Bacelar participou do painel “A ação sindical no Sul Global por uma transição energética justa e popular”, que contou com a presença do ministro do Trabalho e Emprego, Luiz Marinho. Para ele, as mudanças climáticas representam uma oportunidade para um novo projeto de desenvolvimento nacional, associando o progresso técnico industrial a garantias sociais e ambientais sólidas. “Para construir uma alternativa ao modelo ineficiente da economia de mercado é preciso garantir que a transição energética seja socialmente justa, economicamente viável e eficaz para atingir as metas climáticas”, avaliou Bacelar. A FUP ressalta que essa abordagem deve priorizar o bem-estar dos trabalhadores e a sustentabilidade, afastando riscos de instabilidade no setor.

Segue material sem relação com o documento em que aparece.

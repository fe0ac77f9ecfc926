//! wshttp client
//!
//! - Loads `wshttp-client.yaml` (or the path given as the first argument)
//! - Registers the built-in `Echo/Ping` and `Chat/Room` handlers
//! - Opens the connection and keeps it alive with the health monitor

use tracing_subscriber::{fmt, EnvFilter};

use wshttp_client::{config, ConnectionManager, ManagerOptions, OnOpen};

#[tokio::main]
async fn main() {
    fmt()
        .with_env_filter(EnvFilter::try_from_default_env().unwrap_or_else(|_| "info".into()))
        .init();

    let path = std::env::args()
        .nth(1)
        .unwrap_or_else(|| "wshttp-client.yaml".to_string());
    let cfg = config::load_from_file(&path).expect("config load failed");

    let manager = ConnectionManager::new(ManagerOptions::from(&cfg.client));

    manager.register_fn("Echo", "Ping", |req, resp| {
        resp.body = req.body.clone();
        resp.msg = "success".into();
    });
    manager.register_fn("Chat", "Room", |req, resp| {
        tracing::info!(body = %req.body, "chat message");
        resp.msg = "success".into();
    });

    let url = cfg.client.url.clone();
    tracing::info!(%url, "wshttp-client starting");
    let on_open: OnOpen = Box::new(|m: &ConnectionManager| {
        tracing::info!(pending = m.pending_calls(), "connected");
    });
    if let Err(e) = manager.open(&url, Some(on_open)).await {
        tracing::warn!(error = %e, "initial open failed; health monitor will retry");
    }

    let monitor = manager.spawn_health_monitor();

    if let Err(e) = tokio::signal::ctrl_c().await {
        tracing::error!(error = %e, "failed to listen for ctrl-c");
    }
    tracing::info!("signal received, shutting down");

    monitor.abort();
    manager.close(1000, "shutdown").await;
}
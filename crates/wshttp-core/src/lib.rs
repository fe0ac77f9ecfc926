//! wshttp core: wire envelopes, body codecs, and the resolve-once call table.
//!
//! This crate defines the request/response contracts shared by the client
//! `ConnectionManager` and the server peer. It carries no transport
//! dependency; the only runtime piece it uses is `tokio::sync::oneshot` for
//! pending calls.
//!
//! # Defensive guarantees
//! Panics, `unwrap`, and `expect` are compile-denied here.
//! Malformed frames and unknown codecs surface as `WsHttpError` or as a logged,
//! fail-soft result so a misbehaving peer cannot take the process down.

#![deny(clippy::unwrap_used)]
#![deny(clippy::expect_used)]
#![deny(clippy::panic)]

pub mod error;
pub mod pending;
pub mod protocol;
pub mod registry;

/// Shared result type.
pub use error::{Result, WsHttpError};
pub use pending::{PendingCall, PendingTable, Responder};
pub use protocol::envelope::{FrameKind, SocketRequest, SocketResponse};
pub use protocol::sign::Sign;
pub use registry::HandlerRegistry;
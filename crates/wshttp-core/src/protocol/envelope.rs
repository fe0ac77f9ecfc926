//! Request/response envelopes (JSON).
//!
//! Field names are fixed by the existing server peer: the id travels as
//! `uid` (`id` is accepted on input). Every field is optional on input so a
//! bare `{code, msg}` object still parses; `header: null` reads as empty.

use std::collections::HashMap;

use serde::{Deserialize, Deserializer, Serialize};

use crate::error::{Result, WsHttpError};

/// Success.
pub const CODE_SUCCESS: i32 = 0;
/// Server-side pending call expired.
pub const CODE_TIMEOUT: i32 = -1;
/// Request frame could not be parsed.
pub const CODE_BAD_REQUEST: i32 = -2;
/// Client-local transport failure (faulted, closed, or timed out).
pub const CODE_FAILED_TO_SEND: i32 = -3;

/// Reserved `msg` for transport failure.
pub const MSG_FAILED_TO_SEND: &str = "failed_to_send";
/// `msg` used with [`CODE_TIMEOUT`].
pub const MSG_TIMEOUT: &str = "timeout";
/// `msg` used with [`CODE_BAD_REQUEST`].
pub const MSG_BAD_REQUEST: &str = "bad_request";

/// Default sign for freshly built envelopes.
pub const DEFAULT_SIGN: &str = "none";

/// Which WebSocket frame kind an envelope travels in.
///
/// Requests are text, responses are binary. The router classifies inbound
/// frames with this instead of peeking at the payload.
#[derive(Debug, Clone, Copy, PartialEq, Eq)]
pub enum FrameKind {
    Text,
    Binary,
}

impl FrameKind {
    /// Frame kind carrying requests.
    pub const REQUEST: FrameKind = FrameKind::Text;
    /// Frame kind carrying responses.
    pub const RESPONSE: FrameKind = FrameKind::Binary;

    pub fn is_request(self) -> bool {
        self == Self::REQUEST
    }

    pub fn is_response(self) -> bool {
        self == Self::RESPONSE
    }
}

/// Request envelope (text frame).
#[derive(Debug, Clone, PartialEq, Eq, Serialize, Deserialize)]
pub struct SocketRequest {
    /// Unique per call; echoed by the response.
    #[serde(rename = "uid", alias = "id", default)]
    pub uid: String,
    /// Target handler name.
    #[serde(default)]
    pub handler: String,
    /// Target method name.
    #[serde(default)]
    pub method: String,
    #[serde(default, deserialize_with = "null_as_default")]
    pub header: HashMap<String, String>,
    /// Body, encoded per `sign` while on the wire.
    #[serde(default, deserialize_with = "null_as_default")]
    pub body: String,
    #[serde(default, deserialize_with = "null_as_default")]
    pub sign: String,
}

impl SocketRequest {
    pub fn new(uid: impl Into<String>) -> Self {
        Self {
            uid: uid.into(),
            handler: String::new(),
            method: String::new(),
            header: HashMap::new(),
            body: String::new(),
            sign: DEFAULT_SIGN.to_string(),
        }
    }

    /// Build a request with a fresh uid.
    pub fn call(handler: impl Into<String>, method: impl Into<String>, body: impl Into<String>) -> Self {
        Self {
            handler: handler.into(),
            method: method.into(),
            body: body.into(),
            ..Self::new(generate_uid())
        }
    }

    pub fn with_sign(mut self, sign: impl Into<String>) -> Self {
        self.sign = sign.into();
        self
    }

    pub fn to_json(&self) -> Result<String> {
        serde_json::to_string(self)
            .map_err(|e| WsHttpError::Internal(format!("encode request failed: {e}")))
    }
}

/// Response envelope (binary frame).
#[derive(Debug, Clone, PartialEq, Eq, Serialize, Deserialize)]
pub struct SocketResponse {
    /// Originating request uid; empty when unsolicited.
    #[serde(rename = "uid", alias = "id", default)]
    pub uid: String,
    #[serde(default, deserialize_with = "null_as_default")]
    pub header: HashMap<String, String>,
    /// 0 = success, negative = local failure.
    #[serde(default)]
    pub code: i32,
    #[serde(default, deserialize_with = "null_as_default")]
    pub msg: String,
    #[serde(default, deserialize_with = "null_as_default")]
    pub body: String,
    #[serde(default, deserialize_with = "null_as_default")]
    pub sign: String,
}

impl SocketResponse {
    /// Blank success response answering `uid`.
    pub fn for_request(uid: impl Into<String>) -> Self {
        Self {
            uid: uid.into(),
            header: HashMap::new(),
            code: CODE_SUCCESS,
            msg: String::new(),
            body: String::new(),
            sign: DEFAULT_SIGN.to_string(),
        }
    }

    /// Response-shaped local failure. Carries no body and no sign.
    pub fn failure(uid: impl Into<String>, code: i32, msg: impl Into<String>) -> Self {
        Self {
            uid: uid.into(),
            header: HashMap::new(),
            code,
            msg: msg.into(),
            body: String::new(),
            sign: String::new(),
        }
    }

    /// The synthetic `{-3, "failed_to_send"}` result.
    pub fn failed_to_send(uid: impl Into<String>) -> Self {
        Self::failure(uid, CODE_FAILED_TO_SEND, MSG_FAILED_TO_SEND)
    }

    pub fn is_success(&self) -> bool {
        self.code == CODE_SUCCESS
    }

    /// True for the transport-failure sentinel (what the health monitor reacts to).
    pub fn is_failed_to_send(&self) -> bool {
        self.code != CODE_SUCCESS && self.msg == MSG_FAILED_TO_SEND
    }

    pub fn to_json_bytes(&self) -> Result<Vec<u8>> {
        serde_json::to_vec(self)
            .map_err(|e| WsHttpError::Internal(format!("encode response failed: {e}")))
    }
}

/// Parse a request envelope from a text frame payload.
pub fn request_from_str(s: &str) -> Result<SocketRequest> {
    serde_json::from_str(s).map_err(|e| WsHttpError::BadRequest(format!("invalid request json: {e}")))
}

/// Parse a response envelope from a binary frame payload.
pub fn response_from_slice(b: &[u8]) -> Result<SocketResponse> {
    let text = std::str::from_utf8(b)
        .map_err(|e| WsHttpError::BadRequest(format!("response frame is not utf-8: {e}")))?;
    serde_json::from_str(text).map_err(|e| WsHttpError::BadRequest(format!("invalid response json: {e}")))
}

/// Random v4 uuid, hyphenated lowercase.
pub fn generate_uid() -> String {
    uuid::Uuid::new_v4().to_string()
}

fn null_as_default<'de, D, T>(d: D) -> std::result::Result<T, D::Error>
where
    D: Deserializer<'de>,
    T: Default + Deserialize<'de>,
{
    Ok(Option::<T>::deserialize(d)?.unwrap_or_default())
}

#[cfg(test)]
mod tests {
    #![allow(clippy::unwrap_used)]

    use super::*;

    #[test]
    fn request_serializes_uid_field() {
        let mut req = SocketRequest::new("abc");
        req.handler = "Echo".into();
        req.method = "Ping".into();
        let v: serde_json::Value = serde_json::from_str(&req.to_json().unwrap()).unwrap();
        assert_eq!(v["uid"], "abc");
        assert_eq!(v["sign"], "none");
        assert!(v["header"].is_object());
        assert!(v.get("id").is_none());
    }

    #[test]
    fn bare_error_object_parses_as_response() {
        let resp = response_from_slice(br#"{"code":-3,"msg":"failed_to_send"}"#).unwrap();
        assert!(resp.uid.is_empty());
        assert!(resp.is_failed_to_send());
    }

    #[test]
    fn failed_to_send_needs_nonzero_code() {
        let mut resp = SocketResponse::failed_to_send("x");
        assert!(resp.is_failed_to_send());
        resp.code = CODE_SUCCESS;
        assert!(!resp.is_failed_to_send());
    }

    #[test]
    fn uids_are_unique_and_hyphenated() {
        let a = generate_uid();
        let b = generate_uid();
        assert_ne!(a, b);
        assert_eq!(a.len(), 36);
        assert_eq!(a.matches('-').count(), 4);
    }

    #[test]
    fn frame_kind_discriminates_lanes() {
        assert!(FrameKind::Text.is_request());
        assert!(FrameKind::Binary.is_response());
        assert!(!FrameKind::Binary.is_request());
    }
}
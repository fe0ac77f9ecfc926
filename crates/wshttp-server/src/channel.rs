//! Connected channels.
//!
//! A `ConnChannel` is the handle handlers and services use to reach one
//! connection: its outbound queue, its name, and its last-activity time.
//! Named channels are indexed in the `ChannelRegistry`.

use std::borrow::Cow;
use std::sync::atomic::{AtomicU64, Ordering};
use std::sync::Arc;
use std::time::{Duration, SystemTime, UNIX_EPOCH};

use axum::extract::ws::{CloseFrame, Message};
use dashmap::DashMap;
use tokio::sync::mpsc;

#[derive(Clone)]
pub struct ConnChannel {
    id: u64,
    name: Arc<str>,
    tx: mpsc::Sender<Message>,
    last_active_ms: Arc<AtomicU64>,
}

impl ConnChannel {
    pub fn new(id: u64, name: impl Into<Arc<str>>, tx: mpsc::Sender<Message>) -> Self {
        Self {
            id,
            name: name.into(),
            tx,
            last_active_ms: Arc::new(AtomicU64::new(unix_millis())),
        }
    }

    pub fn id(&self) -> u64 {
        self.id
    }

    /// Empty for channels nobody named.
    pub fn name(&self) -> &str {
        &self.name
    }

    /// Refresh the activity time (the heartbeat handler does this).
    pub fn touch(&self) {
        self.last_active_ms.store(unix_millis(), Ordering::Relaxed);
    }

    pub fn idle_for(&self) -> Duration {
        let last = self.last_active_ms.load(Ordering::Relaxed);
        Duration::from_millis(unix_millis().saturating_sub(last))
    }

    pub(crate) async fn send(&self, msg: Message) -> bool {
        self.tx.send(msg).await.is_ok()
    }

    /// Ask the session to close with `code`/`reason`. Never blocks.
    pub fn close(&self, code: u16, reason: &str) {
        let frame = CloseFrame {
            code,
            reason: Cow::Owned(reason.to_string()),
        };
        if self.tx.try_send(Message::Close(Some(frame))).is_err() {
            tracing::debug!(channel = %self.name, id = self.id, "close on a full or finished channel");
        }
        tracing::info!(channel = %self.name, id = self.id, code, reason, "close channel");
    }
}

/// Channels by name.
#[derive(Default)]
pub struct ChannelRegistry {
    channels: DashMap<String, ConnChannel>,
    seq: AtomicU64,
}

impl ChannelRegistry {
    pub fn new() -> Self {
        Self {
            channels: DashMap::new(),
            seq: AtomicU64::new(1),
        }
    }

    pub fn next_id(&self) -> u64 {
        self.seq.fetch_add(1, Ordering::Relaxed)
    }

    /// Index `ch` under its name, returning the channel it displaced.
    pub fn insert(&self, ch: ConnChannel) -> Option<ConnChannel> {
        self.channels.insert(ch.name().to_string(), ch)
    }

    /// Remove `ch` only if it is still the one registered under its name.
    pub fn remove(&self, ch: &ConnChannel) -> bool {
        self.channels
            .remove_if(ch.name(), |_, cur| cur.id() == ch.id())
            .is_some()
    }

    pub fn get(&self, name: &str) -> Option<ConnChannel> {
        self.channels.get(name).map(|r| r.value().clone())
    }

    pub fn all(&self) -> Vec<ConnChannel> {
        self.channels.iter().map(|r| r.value().clone()).collect()
    }

    pub fn names(&self) -> Vec<String> {
        let mut names: Vec<String> = self.channels.iter().map(|r| r.key().clone()).collect();
        names.sort();
        names
    }

    pub fn len(&self) -> usize {
        self.channels.len()
    }

    pub fn is_empty(&self) -> bool {
        self.channels.is_empty()
    }
}

fn unix_millis() -> u64 {
    SystemTime::now()
        .duration_since(UNIX_EPOCH)
        .unwrap_or_default()
        .as_millis() as u64
}
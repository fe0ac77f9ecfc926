//! Built-in handlers.

pub mod chat;
pub mod health;

pub use chat::ChatService;
pub use health::HealthService;
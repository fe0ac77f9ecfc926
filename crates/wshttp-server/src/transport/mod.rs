//! Transport layer (WebSocket).
//!
//! Exposes the WS upgrade handler and the codec that classifies each frame
//! once, by lane, before it reaches the handler or pending-call paths.

pub mod codec;
pub mod ws;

A entidade também considera a exploração da Margem Equatorial essencial para a segurança energética nacional, ajudando a reduzir a dependência de importações de derivados de petróleo no longo prazo, especialmente nas regiões Norte e Nordeste. “A região precisa ser reconhecida como área estratégica, implementando o modelo de partilha da produção”, destacou Bacelar. Essas propostas visam equilibrar as demandas ambientais com as necessidades econômicas e sociais, promovendo uma transição que beneficie o país como um todo.